20. Feb. 2014


The Russian punk collective Pussy Riot released a new video in Sochi. It shows both activists Nadeschda Tolokonnikova and Marija Aljochina together with other members of the collective being beaten and arrested by security forces in Sochi. Cinema for Peace and the group organized a press conference in Sochi which had to take place outdoor at the last minute, due to a burst pipe at the location where it was planned – a hotel. In spite of the unforeseen event, the press conference was attended by leading international news agencies. At the press conference the brutal attacks were described and the release of environment activists was demanded.


The purpose of the trip organized by Cinema for Peace for Pussy Riot was to watch the Olympic Games. However, the activists were denied access to the sports competitions, as every visitor must pass an accreditation procedure, from which human rights activists are rejected, contrary to the past Olympic Games.

The IOC has falsely communicated through its press spokesperson that Pussy Riot did not come to Sochi because of the Olympic Games.

During the press conference there were no attacks or arrests carried out by security forces as in the days before.
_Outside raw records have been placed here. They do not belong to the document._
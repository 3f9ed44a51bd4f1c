// Import and re-export the `error` module
pub use self::error::{Error, Result};
mod error;

use clap::Parser;
use cli::{Cli, Commands};
use nexus_client::ClientConfig;

mod cli;
mod commands;
mod logging;

#[tokio::main]
async fn main() -> Result<()> {
    if let Err(e) = run().await {
        match e.field_errors() {
            Some(errors) => {
                for error in errors {
                    log::error!("{error}");
                }
            }
            None => log::error!("{}", e),
        }
        std::process::exit(1);
    }
    Ok(())
}

async fn run() -> Result<()> {
    dotenvy::dotenv().ok();
    logging::init()?;

    let args = Cli::parse();

    let config = ClientConfig::from_env();
    let config = match &args.api_url {
        Some(url) => ClientConfig::new(url)?.with_timeout(config.timeout),
        None => config,
    };

    match args.command {
        Commands::Version => {
            println!("{} {}", env!("CARGO_PKG_NAME"), env!("CARGO_PKG_VERSION"));
        }
        Commands::Register(register) => commands::register(&config, register).await?,
        Commands::Entries {
            credentials,
            action,
        } => commands::entries(&config, &credentials, action).await?,
        Commands::Insights { credentials } => commands::insights(&config, &credentials).await?,
    }

    Ok(())
}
Instead, demonstrators against the group gathered at the place of the press conference.

"We demand the end of repressions against Pussy Riot and other Kremlin-critical activists. We interpret the fact that there are no arrests or violence this time as a positive sign", explains Jaka Bizilj, founder of Cinema for Peace, who also was present in Sochi. "Olympic Games should be a place for a peaceful togetherness, where freedom of expression is respected. We hope that other activists get amnestied as well", continued Bizilj. Members of Pussy Riot left Sochi for Moscow to advocate for the release of the prisoners who are in jail for the anti-Putin demonstrations of the 6th of May 2012.

In the two and a half minutes long video which has been edited the night before, it can be seen, among other things, how a uniformed Cossack brutally hits the masked women with a whip, and how Nadya and Masha are thrown to the ground.
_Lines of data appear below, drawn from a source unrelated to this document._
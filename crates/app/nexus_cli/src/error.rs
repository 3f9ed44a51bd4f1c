use nexus_client::{AuthError, HttpError, RecordError};
use nexus_core::validation::FieldError;
use thiserror::Error;

pub type Result<T> = core::result::Result<T, Error>;

#[derive(Error, Debug)]
pub enum Error {
    #[error("{}", .0)]
    Custom(String),

    #[error("FlexiLogger::{:?}: {}", .0, .0)]
    FlexiLogger(#[from] flexi_logger::FlexiLoggerError),

    #[error("Invalid API URL: {}", .0)]
    Url(#[from] url::ParseError),

    #[error("{}", .0)]
    Auth(#[from] AuthError),

    #[error("{}", .0)]
    Record(#[from] RecordError),

    #[error("{}", .0)]
    Http(#[from] HttpError),

    #[error("Validation error")]
    Validation(Vec<FieldError>),
}

impl Error {
    /// Per-field messages when the failure was a local validation.
    pub fn field_errors(&self) -> Option<&[FieldError]> {
        match self {
            Error::Validation(errors)
            | Error::Auth(AuthError::Validation(errors))
            | Error::Record(RecordError::Validation(errors)) => Some(errors),
            _ => None,
        }
    }
}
Bizilj had picked up the band members from the hospital, because in addition to injuries - among others a blood wound to the head - the effects of the pepper spray had to be examined.
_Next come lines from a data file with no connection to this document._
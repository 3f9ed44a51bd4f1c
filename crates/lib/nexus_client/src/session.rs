//! Session manager. Owns the access token from login to logout.
//!
//! State machine: `Anonymous -> Authenticated -> Anonymous`. A session is
//! never refreshed in place; every login mints a new [`Session`] and revokes
//! the previous one. Any unauthorized response reported through
//! [`SessionManager::observe`] for the current session drops back to
//! `Anonymous`.

use std::fmt;
use std::sync::Arc;
use std::sync::atomic::{AtomicBool, AtomicU64, Ordering};

use chrono::{DateTime, Utc};
use nexus_core::models::auth::{RegisterResponse, TokenResponse};
use nexus_core::validation::{LoginForm, RegistrationForm};
use tokio::sync::watch;
use tracing::{debug, info, warn};

use crate::error::{AuthError, HttpError};
use crate::gateway::{ApiGateway, Method};

const LOGIN_PATH: &str = "auth/login";
const REGISTER_PATH: &str = "auth/register";

/// Opaque bearer credential. Never printed.
#[derive(Clone, PartialEq, Eq)]
pub struct AccessToken(String);

impl AccessToken {
    pub fn as_str(&self) -> &str {
        &self.0
    }
}

impl fmt::Debug for AccessToken {
    fn fmt(&self, f: &mut fmt::Formatter<'_>) -> fmt::Result {
        f.write_str("AccessToken(<redacted>)")
    }
}

struct SessionInner {
    id: u64,
    token: AccessToken,
    token_type: String,
    issued_at: DateTime<Utc>,
    active: AtomicBool,
}

/// An authenticated session. Clones share the same revocation flag.
#[derive(Clone)]
pub struct Session {
    inner: Arc<SessionInner>,
}

impl Session {
    /// Monotonically increasing per manager; a newer login has a larger id.
    pub fn id(&self) -> u64 {
        self.inner.id
    }

    pub fn token(&self) -> &AccessToken {
        &self.inner.token
    }

    pub fn token_type(&self) -> &str {
        &self.inner.token_type
    }

    pub fn issued_at(&self) -> DateTime<Utc> {
        self.inner.issued_at
    }

    /// False once the manager has logged out or invalidated this session.
    pub fn is_active(&self) -> bool {
        self.inner.active.load(Ordering::Acquire)
    }

    fn revoke(&self) {
        self.inner.active.store(false, Ordering::Release);
    }
}

impl PartialEq for Session {
    fn eq(&self, other: &Self) -> bool {
        self.inner.id == other.inner.id
    }
}

impl Eq for Session {}

impl fmt::Debug for Session {
    fn fmt(&self, f: &mut fmt::Formatter<'_>) -> fmt::Result {
        f.debug_struct("Session")
            .field("id", &self.inner.id)
            .field("issued_at", &self.inner.issued_at)
            .field("active", &self.is_active())
            .finish_non_exhaustive()
    }
}

/// Observable authentication state.
#[derive(Debug, Clone, PartialEq, Eq, Default)]
pub enum SessionState {
    #[default]
    Anonymous,
    Authenticated(Session),
}

impl SessionState {
    pub fn is_authenticated(&self) -> bool {
        matches!(self, SessionState::Authenticated(_))
    }
}

/// The only component allowed to mint or revoke sessions.
pub struct SessionManager {
    gateway: ApiGateway,
    state: watch::Sender<SessionState>,
    next_id: AtomicU64,
}

impl SessionManager {
    pub fn new(gateway: ApiGateway) -> Self {
        Self {
            gateway,
            state: watch::Sender::new(SessionState::Anonymous),
            next_id: AtomicU64::new(1),
        }
    }

    /// Snapshot of the current state.
    pub fn state(&self) -> SessionState {
        self.state.borrow().clone()
    }

    pub fn current(&self) -> Option<Session> {
        match &*self.state.borrow() {
            SessionState::Authenticated(session) => Some(session.clone()),
            SessionState::Anonymous => None,
        }
    }

    /// Receiver notified on every state transition.
    pub fn subscribe(&self) -> watch::Receiver<SessionState> {
        self.state.subscribe()
    }

    /// Whether results obtained under `session` may still be applied.
    pub fn is_current(&self, session: &Session) -> bool {
        session.is_active()
            && matches!(&*self.state.borrow(), SessionState::Authenticated(cur) if cur == session)
    }

    /// Authenticate and make the new session current.
    pub async fn login(&self, email: &str, password: &str) -> Result<Session, AuthError> {
        let form = LoginForm::new(email, password);
        let errors = form.validate();
        if !errors.is_empty() {
            return Err(AuthError::Validation(errors));
        }

        let resp: TokenResponse = self
            .gateway
            .request_json(Method::POST, LOGIN_PATH, Some(&form.to_request()), None)
            .await
            .map_err(|e| match e {
                HttpError::Unauthorized { .. } => AuthError::InvalidCredentials,
                other => AuthError::Http(other),
            })?;

        if resp.access_token.is_empty() {
            warn!("login response carried an empty access token");
            return Err(AuthError::InvalidCredentials);
        }

        let session = self.install(resp.access_token, resp.token_type);
        info!(session_id = session.id(), "logged in");
        Ok(session)
    }

    /// Create an account. Does not log in.
    pub async fn register(&self, form: &RegistrationForm) -> Result<(), AuthError> {
        let errors = form.validate();
        if !errors.is_empty() {
            return Err(AuthError::Validation(errors));
        }

        let resp: RegisterResponse = self
            .gateway
            .request_json(Method::POST, REGISTER_PATH, Some(&form.to_request()), None)
            .await
            .map_err(|e| match e {
                HttpError::Server { status, detail } if (400..500).contains(&status) => {
                    AuthError::Rejected(detail)
                }
                other => AuthError::Http(other),
            })?;

        info!(message = %resp.message, "registered account");
        Ok(())
    }

    /// Adopt a token obtained out of band (e.g. handed over by another
    /// process) as the current session.
    pub fn resume(&self, token: impl Into<String>) -> Session {
        let session = self.install(token.into(), "bearer".to_string());
        debug!(session_id = session.id(), "resumed session from token");
        session
    }

    /// Drop the current session. Idempotent.
    pub fn logout(&self) {
        let previous = self.state.send_replace(SessionState::Anonymous);
        if let SessionState::Authenticated(session) = previous {
            session.revoke();
            info!(session_id = session.id(), "logged out");
        }
    }

    /// Report the outcome of an authenticated call made under `session`.
    ///
    /// An unauthorized error ends `session` if it is still current. The
    /// result is handed back untouched.
    pub fn observe<T>(&self, session: &Session, result: Result<T, HttpError>) -> Result<T, HttpError> {
        if let Err(err) = &result
            && err.is_auth()
        {
            self.invalidate(session);
        }
        result
    }

    fn invalidate(&self, session: &Session) {
        let changed = self.state.send_if_modified(|state| {
            let is_current = matches!(state, SessionState::Authenticated(current) if *current == *session);
            if is_current {
                *state = SessionState::Anonymous;
            }
            is_current
        });
        session.revoke();
        if changed {
            warn!(session_id = session.id(), "session rejected by server; login required");
        }
    }

    fn install(&self, token: String, token_type: String) -> Session {
        let session = Session {
            inner: Arc::new(SessionInner {
                id: self.next_id.fetch_add(1, Ordering::Relaxed),
                token: AccessToken(token),
                token_type,
                issued_at: Utc::now(),
                active: AtomicBool::new(true),
            }),
        };
        let previous = self
            .state
            .send_replace(SessionState::Authenticated(session.clone()));
        if let SessionState::Authenticated(old) = previous {
            old.revoke();
        }
        session
    }
}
In the clip they have filmed in Sochi, Pussy Riot also denounces how unprecedented police presence in Sochi was.

The Russian state granted amnesty to Tolokonnikowa and Aljochina in the end of December 2013, so that they were able to leave the prison camp earlier. The two band members attended the Cinema for Peace Gala in February 2014 at the Konzerthaus Berlin and made a statement against the inhumane conditions in prisons and labor camps in Russia.

Cinema for Peace had already supported international sports events in the past, which share the ideal to connect people, and started in 2008 the Sports for Peace initiative, that brought Muhammad Ali to the Olympic Games in London in 2012, and Nelson Mandela to the World Cup in South Africa as a Honorary Patron, and also began a campaign for education with UN Secretary General Ban Ki-moon. In partnership with Amnesty International, Sports for Peace brought together more than 100 world and Olympic champions in Peking to promote successful Olympic Games in China - respecting human rights in the country and in Tibet.

Cinema for Peace has worked for years with the help of Russian artists and filmmakers to draw attention to grievances. Together with the Russian Nobel Peace Prize winner Michail Gorbachev and Leonardo DiCaprio, Cinema for Peace established the “Green Oscar”, which is presented once a year at the Gala in Berlin. In addition, the Foundation also co-worked on a film about the murdered Russian journalist Anna Politkovskaya, and supports the investigation of Sergei Magnitsky’s case, who was tortured and murdered in a Russian prison, since a film about Magnitsky was awarded at the Cinema for Peace Gala in Berlin.